# Working data
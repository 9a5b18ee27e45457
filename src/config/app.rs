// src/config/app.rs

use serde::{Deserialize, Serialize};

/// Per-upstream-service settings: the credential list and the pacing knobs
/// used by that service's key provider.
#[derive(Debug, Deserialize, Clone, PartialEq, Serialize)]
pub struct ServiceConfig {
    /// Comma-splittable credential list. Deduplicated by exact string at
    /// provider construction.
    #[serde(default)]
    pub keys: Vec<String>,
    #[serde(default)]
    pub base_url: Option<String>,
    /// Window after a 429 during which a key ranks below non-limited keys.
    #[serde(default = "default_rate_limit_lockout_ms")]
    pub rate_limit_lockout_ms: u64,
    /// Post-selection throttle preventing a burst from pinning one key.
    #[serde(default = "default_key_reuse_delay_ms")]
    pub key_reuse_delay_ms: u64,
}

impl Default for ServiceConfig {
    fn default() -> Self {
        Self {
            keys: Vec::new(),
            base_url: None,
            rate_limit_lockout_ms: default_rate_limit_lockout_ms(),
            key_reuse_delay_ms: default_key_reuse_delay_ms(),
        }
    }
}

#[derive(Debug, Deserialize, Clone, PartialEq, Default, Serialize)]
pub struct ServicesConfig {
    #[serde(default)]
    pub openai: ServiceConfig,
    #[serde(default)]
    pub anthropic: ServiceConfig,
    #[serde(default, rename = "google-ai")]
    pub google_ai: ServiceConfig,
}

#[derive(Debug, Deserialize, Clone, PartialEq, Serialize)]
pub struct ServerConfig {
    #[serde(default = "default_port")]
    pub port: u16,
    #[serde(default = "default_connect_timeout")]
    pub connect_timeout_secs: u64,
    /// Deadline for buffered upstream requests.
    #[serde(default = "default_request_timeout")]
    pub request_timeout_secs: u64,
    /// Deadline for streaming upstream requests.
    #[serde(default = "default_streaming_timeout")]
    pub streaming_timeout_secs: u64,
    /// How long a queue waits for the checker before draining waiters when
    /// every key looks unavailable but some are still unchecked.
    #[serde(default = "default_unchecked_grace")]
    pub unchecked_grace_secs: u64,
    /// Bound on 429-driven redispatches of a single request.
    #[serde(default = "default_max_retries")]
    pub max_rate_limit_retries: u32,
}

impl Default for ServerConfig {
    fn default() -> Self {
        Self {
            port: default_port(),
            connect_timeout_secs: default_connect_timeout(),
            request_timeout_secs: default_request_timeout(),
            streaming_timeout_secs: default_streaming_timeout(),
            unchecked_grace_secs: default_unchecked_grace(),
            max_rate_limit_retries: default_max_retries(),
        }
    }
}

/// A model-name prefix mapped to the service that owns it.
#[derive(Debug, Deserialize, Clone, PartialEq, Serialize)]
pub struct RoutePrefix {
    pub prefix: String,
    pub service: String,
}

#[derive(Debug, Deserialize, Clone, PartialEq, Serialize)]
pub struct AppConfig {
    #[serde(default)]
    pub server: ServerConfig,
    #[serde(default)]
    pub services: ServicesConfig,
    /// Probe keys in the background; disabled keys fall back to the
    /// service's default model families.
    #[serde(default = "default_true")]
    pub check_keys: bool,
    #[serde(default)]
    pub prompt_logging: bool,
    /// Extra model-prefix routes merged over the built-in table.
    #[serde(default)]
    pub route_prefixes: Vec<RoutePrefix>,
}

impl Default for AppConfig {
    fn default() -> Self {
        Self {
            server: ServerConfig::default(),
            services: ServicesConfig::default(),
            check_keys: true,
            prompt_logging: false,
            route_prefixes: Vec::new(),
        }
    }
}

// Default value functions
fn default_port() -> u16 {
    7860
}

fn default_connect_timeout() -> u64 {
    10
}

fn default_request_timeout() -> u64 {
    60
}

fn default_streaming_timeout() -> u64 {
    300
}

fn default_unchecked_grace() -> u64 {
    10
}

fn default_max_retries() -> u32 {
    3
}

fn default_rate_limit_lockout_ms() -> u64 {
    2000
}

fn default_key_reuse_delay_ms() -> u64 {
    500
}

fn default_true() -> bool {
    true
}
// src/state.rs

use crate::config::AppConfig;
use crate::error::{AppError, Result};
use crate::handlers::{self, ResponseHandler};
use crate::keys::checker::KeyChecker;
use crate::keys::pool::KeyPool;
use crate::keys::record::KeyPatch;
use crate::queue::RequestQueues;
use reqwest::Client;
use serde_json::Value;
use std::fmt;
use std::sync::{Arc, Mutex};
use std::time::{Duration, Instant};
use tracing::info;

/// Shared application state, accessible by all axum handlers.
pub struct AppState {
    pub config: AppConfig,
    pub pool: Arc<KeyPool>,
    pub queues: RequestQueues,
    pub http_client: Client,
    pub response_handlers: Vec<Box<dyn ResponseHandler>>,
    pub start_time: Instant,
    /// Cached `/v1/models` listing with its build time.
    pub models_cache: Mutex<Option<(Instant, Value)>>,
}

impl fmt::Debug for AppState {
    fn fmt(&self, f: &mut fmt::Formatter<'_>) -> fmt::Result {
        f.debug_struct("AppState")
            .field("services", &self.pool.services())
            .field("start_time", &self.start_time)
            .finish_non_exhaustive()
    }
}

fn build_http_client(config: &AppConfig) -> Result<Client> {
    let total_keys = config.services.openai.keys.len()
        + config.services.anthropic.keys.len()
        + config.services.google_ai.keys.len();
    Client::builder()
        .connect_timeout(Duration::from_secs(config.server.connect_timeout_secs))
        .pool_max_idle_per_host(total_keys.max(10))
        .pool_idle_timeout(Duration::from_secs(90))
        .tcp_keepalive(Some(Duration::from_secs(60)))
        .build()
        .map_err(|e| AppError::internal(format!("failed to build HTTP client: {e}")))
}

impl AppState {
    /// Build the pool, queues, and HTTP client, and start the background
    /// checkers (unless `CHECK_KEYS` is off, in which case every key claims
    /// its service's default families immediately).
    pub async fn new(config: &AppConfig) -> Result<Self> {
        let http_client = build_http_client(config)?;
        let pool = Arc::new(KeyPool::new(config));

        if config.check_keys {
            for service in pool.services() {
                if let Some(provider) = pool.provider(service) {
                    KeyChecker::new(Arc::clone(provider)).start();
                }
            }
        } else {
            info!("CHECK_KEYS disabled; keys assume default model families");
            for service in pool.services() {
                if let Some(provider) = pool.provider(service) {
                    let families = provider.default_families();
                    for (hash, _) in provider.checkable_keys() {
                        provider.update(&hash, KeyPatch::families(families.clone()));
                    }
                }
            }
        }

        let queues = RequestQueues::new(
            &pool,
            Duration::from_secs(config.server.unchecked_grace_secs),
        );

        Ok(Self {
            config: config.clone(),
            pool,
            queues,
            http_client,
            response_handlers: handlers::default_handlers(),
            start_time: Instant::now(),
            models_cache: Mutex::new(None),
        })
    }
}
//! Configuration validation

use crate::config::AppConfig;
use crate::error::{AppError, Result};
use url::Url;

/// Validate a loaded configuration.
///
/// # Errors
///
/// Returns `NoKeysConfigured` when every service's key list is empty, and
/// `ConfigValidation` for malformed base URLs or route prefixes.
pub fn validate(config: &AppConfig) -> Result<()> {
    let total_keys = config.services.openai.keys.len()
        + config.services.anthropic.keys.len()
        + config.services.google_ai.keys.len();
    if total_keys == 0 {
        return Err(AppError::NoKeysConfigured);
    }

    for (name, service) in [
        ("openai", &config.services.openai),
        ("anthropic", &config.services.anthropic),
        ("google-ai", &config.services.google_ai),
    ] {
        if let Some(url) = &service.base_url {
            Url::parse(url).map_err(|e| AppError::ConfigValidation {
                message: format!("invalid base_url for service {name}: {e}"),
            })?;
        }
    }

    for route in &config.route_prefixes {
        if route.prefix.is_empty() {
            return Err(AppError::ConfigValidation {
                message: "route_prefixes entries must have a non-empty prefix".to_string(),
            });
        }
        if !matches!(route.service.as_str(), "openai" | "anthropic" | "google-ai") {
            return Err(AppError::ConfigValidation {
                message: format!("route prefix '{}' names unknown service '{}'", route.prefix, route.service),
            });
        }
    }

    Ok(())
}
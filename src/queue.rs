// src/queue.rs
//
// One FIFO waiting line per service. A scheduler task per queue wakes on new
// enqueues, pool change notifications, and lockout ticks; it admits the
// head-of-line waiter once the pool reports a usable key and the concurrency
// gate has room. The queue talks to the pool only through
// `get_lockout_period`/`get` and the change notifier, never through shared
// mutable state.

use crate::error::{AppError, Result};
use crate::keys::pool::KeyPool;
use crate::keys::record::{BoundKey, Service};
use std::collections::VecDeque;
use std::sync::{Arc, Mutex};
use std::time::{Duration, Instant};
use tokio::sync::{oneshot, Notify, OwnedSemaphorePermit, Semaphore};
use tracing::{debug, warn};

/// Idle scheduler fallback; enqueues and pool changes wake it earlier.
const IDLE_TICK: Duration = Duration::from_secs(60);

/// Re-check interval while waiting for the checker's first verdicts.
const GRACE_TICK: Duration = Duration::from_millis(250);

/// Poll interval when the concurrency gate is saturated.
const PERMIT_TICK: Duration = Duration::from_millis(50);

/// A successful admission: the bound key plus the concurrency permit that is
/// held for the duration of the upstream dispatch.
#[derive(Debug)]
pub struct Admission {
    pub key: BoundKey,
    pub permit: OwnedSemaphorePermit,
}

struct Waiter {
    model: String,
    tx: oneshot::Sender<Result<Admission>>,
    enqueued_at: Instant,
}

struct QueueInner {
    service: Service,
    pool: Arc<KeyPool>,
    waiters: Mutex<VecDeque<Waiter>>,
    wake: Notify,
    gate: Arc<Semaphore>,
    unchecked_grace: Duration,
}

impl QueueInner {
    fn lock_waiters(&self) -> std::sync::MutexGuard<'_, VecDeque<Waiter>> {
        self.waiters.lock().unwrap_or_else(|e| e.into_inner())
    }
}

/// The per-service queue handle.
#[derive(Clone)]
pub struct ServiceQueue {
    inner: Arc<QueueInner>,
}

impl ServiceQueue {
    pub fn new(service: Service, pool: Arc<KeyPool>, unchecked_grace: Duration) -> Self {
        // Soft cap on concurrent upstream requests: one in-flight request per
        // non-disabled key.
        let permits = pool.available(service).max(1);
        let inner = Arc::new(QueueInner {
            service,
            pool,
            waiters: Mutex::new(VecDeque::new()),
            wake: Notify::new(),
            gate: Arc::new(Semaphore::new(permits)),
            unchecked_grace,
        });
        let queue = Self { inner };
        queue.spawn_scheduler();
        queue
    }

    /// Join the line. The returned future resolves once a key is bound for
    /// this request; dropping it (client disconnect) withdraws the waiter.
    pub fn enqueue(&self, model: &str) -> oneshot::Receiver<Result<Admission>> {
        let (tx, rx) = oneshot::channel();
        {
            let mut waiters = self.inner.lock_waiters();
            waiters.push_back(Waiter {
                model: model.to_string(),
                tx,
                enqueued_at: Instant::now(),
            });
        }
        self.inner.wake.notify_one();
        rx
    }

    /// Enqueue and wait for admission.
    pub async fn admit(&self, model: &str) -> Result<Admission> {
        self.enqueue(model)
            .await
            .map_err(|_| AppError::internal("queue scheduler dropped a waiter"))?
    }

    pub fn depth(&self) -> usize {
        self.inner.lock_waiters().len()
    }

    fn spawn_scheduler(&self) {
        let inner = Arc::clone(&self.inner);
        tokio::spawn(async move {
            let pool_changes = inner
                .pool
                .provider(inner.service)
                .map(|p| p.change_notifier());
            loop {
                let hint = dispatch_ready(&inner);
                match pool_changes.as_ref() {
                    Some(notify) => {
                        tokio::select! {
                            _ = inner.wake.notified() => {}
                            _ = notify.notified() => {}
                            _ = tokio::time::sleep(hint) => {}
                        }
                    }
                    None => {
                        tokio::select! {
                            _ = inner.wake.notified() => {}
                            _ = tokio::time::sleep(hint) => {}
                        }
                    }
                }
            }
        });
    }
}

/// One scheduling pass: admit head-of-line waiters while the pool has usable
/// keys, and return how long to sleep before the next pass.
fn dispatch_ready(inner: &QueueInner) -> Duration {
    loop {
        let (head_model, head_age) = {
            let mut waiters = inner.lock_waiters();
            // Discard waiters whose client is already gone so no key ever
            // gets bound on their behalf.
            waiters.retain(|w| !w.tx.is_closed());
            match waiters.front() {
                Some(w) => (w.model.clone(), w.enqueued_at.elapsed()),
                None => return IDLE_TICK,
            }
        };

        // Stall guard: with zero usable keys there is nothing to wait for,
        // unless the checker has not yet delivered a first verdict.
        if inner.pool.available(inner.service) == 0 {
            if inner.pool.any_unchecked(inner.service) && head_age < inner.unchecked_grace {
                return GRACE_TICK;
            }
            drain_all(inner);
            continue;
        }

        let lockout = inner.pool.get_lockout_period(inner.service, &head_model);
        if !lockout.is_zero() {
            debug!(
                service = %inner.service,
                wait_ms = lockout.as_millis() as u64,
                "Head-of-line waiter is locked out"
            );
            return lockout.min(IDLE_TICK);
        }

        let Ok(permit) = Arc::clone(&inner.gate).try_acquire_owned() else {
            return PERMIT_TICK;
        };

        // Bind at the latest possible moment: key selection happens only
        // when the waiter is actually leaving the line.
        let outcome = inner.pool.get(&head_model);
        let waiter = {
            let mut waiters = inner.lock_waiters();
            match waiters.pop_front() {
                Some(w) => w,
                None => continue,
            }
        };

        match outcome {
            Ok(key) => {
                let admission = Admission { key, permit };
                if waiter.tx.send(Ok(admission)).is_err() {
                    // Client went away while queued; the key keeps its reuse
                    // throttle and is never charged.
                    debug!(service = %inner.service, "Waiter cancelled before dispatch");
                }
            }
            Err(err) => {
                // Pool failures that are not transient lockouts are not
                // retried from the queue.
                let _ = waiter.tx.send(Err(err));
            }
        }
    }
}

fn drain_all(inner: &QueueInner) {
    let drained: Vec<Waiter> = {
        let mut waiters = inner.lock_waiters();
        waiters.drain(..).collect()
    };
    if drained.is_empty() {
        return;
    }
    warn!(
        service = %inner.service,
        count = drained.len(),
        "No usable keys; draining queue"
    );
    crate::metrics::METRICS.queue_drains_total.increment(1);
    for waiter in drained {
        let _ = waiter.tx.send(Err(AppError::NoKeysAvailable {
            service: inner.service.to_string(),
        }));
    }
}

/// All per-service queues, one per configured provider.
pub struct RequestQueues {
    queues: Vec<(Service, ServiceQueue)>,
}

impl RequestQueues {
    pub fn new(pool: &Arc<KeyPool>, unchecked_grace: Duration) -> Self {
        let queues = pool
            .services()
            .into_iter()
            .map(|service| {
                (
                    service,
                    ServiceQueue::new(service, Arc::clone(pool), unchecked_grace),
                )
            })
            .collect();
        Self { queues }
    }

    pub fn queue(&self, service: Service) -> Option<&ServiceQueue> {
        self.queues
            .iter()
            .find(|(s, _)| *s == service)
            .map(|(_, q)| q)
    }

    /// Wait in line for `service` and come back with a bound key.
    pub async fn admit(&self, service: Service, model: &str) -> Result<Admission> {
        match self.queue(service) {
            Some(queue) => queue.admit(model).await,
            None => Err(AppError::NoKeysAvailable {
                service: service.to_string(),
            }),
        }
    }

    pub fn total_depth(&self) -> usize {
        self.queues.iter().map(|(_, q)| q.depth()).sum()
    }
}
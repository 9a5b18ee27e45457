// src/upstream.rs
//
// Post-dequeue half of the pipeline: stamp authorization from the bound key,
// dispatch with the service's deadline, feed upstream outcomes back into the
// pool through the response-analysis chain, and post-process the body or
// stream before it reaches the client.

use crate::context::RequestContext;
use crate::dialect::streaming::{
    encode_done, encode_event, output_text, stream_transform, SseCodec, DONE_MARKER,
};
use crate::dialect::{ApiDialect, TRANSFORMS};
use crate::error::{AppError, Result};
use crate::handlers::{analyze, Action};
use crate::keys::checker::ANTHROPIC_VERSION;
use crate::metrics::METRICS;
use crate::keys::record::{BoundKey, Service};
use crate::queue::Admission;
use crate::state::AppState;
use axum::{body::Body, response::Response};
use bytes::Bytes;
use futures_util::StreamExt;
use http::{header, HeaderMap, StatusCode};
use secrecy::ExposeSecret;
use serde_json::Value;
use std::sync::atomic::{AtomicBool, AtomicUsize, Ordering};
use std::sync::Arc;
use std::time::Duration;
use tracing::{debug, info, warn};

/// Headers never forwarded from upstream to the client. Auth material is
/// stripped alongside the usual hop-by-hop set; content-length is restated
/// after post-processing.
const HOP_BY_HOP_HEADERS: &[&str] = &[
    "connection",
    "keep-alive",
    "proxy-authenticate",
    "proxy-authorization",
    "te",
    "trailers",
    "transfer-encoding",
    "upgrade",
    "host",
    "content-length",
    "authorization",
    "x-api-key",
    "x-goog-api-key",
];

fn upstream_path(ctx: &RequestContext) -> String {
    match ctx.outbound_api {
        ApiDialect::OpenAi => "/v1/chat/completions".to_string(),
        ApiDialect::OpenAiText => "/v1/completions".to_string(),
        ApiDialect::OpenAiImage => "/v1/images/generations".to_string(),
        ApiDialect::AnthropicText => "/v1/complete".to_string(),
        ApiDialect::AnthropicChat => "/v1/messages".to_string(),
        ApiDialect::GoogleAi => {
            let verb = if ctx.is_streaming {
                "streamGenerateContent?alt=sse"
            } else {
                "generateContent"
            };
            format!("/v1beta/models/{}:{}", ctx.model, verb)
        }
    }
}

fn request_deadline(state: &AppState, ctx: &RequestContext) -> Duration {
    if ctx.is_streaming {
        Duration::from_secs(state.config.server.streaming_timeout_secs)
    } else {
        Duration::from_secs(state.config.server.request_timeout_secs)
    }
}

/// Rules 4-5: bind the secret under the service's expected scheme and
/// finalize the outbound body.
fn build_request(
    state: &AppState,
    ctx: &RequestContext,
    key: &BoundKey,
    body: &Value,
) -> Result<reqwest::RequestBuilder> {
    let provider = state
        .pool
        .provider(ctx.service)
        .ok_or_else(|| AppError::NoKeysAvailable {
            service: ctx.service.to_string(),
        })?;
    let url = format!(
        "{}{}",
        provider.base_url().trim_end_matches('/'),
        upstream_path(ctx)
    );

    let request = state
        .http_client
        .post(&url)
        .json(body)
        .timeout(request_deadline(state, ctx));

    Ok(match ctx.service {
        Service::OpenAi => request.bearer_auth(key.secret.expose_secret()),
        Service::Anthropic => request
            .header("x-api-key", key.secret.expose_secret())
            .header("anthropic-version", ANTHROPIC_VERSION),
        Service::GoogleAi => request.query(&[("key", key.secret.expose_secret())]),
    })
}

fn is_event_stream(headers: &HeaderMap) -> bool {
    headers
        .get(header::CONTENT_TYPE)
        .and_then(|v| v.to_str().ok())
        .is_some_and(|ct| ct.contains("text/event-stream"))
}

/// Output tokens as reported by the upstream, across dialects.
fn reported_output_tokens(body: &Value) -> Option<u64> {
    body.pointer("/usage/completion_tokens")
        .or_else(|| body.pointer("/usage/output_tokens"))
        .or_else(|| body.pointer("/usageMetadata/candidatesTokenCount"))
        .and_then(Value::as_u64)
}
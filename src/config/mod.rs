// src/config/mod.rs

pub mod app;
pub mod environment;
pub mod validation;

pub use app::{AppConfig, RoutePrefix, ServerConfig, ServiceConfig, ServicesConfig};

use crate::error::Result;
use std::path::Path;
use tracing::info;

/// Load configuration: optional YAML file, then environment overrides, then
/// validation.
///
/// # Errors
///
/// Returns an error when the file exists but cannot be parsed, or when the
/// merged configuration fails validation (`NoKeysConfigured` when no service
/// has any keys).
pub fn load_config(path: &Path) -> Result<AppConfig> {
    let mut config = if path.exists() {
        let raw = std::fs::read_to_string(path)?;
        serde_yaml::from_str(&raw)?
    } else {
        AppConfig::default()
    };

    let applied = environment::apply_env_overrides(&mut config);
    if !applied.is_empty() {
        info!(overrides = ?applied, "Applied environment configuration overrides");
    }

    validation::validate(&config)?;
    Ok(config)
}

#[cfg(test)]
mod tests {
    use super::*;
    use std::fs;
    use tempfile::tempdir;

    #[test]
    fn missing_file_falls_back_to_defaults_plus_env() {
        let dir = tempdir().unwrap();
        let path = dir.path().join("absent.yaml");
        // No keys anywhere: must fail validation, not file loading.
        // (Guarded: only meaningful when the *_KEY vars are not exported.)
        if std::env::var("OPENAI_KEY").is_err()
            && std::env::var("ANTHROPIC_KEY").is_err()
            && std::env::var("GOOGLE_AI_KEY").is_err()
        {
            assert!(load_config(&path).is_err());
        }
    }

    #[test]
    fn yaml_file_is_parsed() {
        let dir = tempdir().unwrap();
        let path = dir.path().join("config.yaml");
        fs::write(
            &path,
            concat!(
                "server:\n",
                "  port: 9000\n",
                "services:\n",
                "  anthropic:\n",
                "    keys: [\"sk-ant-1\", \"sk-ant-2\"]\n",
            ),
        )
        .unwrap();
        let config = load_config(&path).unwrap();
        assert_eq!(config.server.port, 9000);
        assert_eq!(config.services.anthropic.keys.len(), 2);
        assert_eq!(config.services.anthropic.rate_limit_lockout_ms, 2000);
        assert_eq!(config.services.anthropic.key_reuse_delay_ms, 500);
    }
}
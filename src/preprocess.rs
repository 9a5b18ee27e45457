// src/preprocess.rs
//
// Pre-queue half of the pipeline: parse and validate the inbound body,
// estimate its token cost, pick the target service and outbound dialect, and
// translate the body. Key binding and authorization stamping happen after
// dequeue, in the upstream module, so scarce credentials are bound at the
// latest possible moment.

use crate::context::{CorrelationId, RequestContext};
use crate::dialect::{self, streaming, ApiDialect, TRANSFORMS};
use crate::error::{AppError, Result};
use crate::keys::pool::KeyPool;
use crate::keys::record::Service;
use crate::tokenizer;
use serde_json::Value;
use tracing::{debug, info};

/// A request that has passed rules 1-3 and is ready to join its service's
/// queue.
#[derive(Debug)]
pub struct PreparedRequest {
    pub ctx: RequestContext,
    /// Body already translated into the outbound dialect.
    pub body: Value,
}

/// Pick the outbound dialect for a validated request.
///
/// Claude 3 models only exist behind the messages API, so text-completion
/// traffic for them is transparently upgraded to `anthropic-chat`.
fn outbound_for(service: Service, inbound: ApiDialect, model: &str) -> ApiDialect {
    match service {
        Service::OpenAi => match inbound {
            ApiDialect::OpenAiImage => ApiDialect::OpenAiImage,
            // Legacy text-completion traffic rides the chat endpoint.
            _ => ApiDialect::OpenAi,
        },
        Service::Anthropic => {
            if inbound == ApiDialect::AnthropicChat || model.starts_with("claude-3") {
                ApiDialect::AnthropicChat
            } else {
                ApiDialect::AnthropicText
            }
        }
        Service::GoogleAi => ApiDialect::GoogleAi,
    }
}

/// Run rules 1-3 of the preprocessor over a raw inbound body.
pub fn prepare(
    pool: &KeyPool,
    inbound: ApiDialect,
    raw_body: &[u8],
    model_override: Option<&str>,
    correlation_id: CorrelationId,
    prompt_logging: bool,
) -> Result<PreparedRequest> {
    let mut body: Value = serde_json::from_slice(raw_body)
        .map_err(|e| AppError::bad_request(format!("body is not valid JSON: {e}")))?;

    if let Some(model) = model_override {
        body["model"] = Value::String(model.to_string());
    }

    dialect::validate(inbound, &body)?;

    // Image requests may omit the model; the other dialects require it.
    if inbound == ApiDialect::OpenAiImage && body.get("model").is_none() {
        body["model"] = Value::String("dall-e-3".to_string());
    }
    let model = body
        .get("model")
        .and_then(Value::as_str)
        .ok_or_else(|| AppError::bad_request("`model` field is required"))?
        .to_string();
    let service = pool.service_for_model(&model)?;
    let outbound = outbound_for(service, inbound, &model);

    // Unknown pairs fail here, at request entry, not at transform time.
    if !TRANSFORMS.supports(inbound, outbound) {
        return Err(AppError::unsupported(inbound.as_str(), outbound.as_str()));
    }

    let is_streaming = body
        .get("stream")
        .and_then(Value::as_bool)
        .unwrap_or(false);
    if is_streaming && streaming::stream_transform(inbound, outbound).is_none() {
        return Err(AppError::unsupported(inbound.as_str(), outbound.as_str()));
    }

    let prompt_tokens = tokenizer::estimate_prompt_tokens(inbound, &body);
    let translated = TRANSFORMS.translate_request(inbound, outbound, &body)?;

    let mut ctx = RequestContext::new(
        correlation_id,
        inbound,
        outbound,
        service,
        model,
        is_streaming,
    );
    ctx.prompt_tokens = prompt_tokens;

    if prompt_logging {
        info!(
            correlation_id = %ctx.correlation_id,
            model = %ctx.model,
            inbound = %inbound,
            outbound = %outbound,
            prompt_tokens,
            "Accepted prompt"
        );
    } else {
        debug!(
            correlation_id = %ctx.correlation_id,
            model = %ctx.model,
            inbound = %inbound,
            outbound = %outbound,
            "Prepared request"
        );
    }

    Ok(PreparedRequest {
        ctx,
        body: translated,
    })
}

# Exercise details
A single number is expected: how many lines in the records contain the string "merged".

# Final answer
2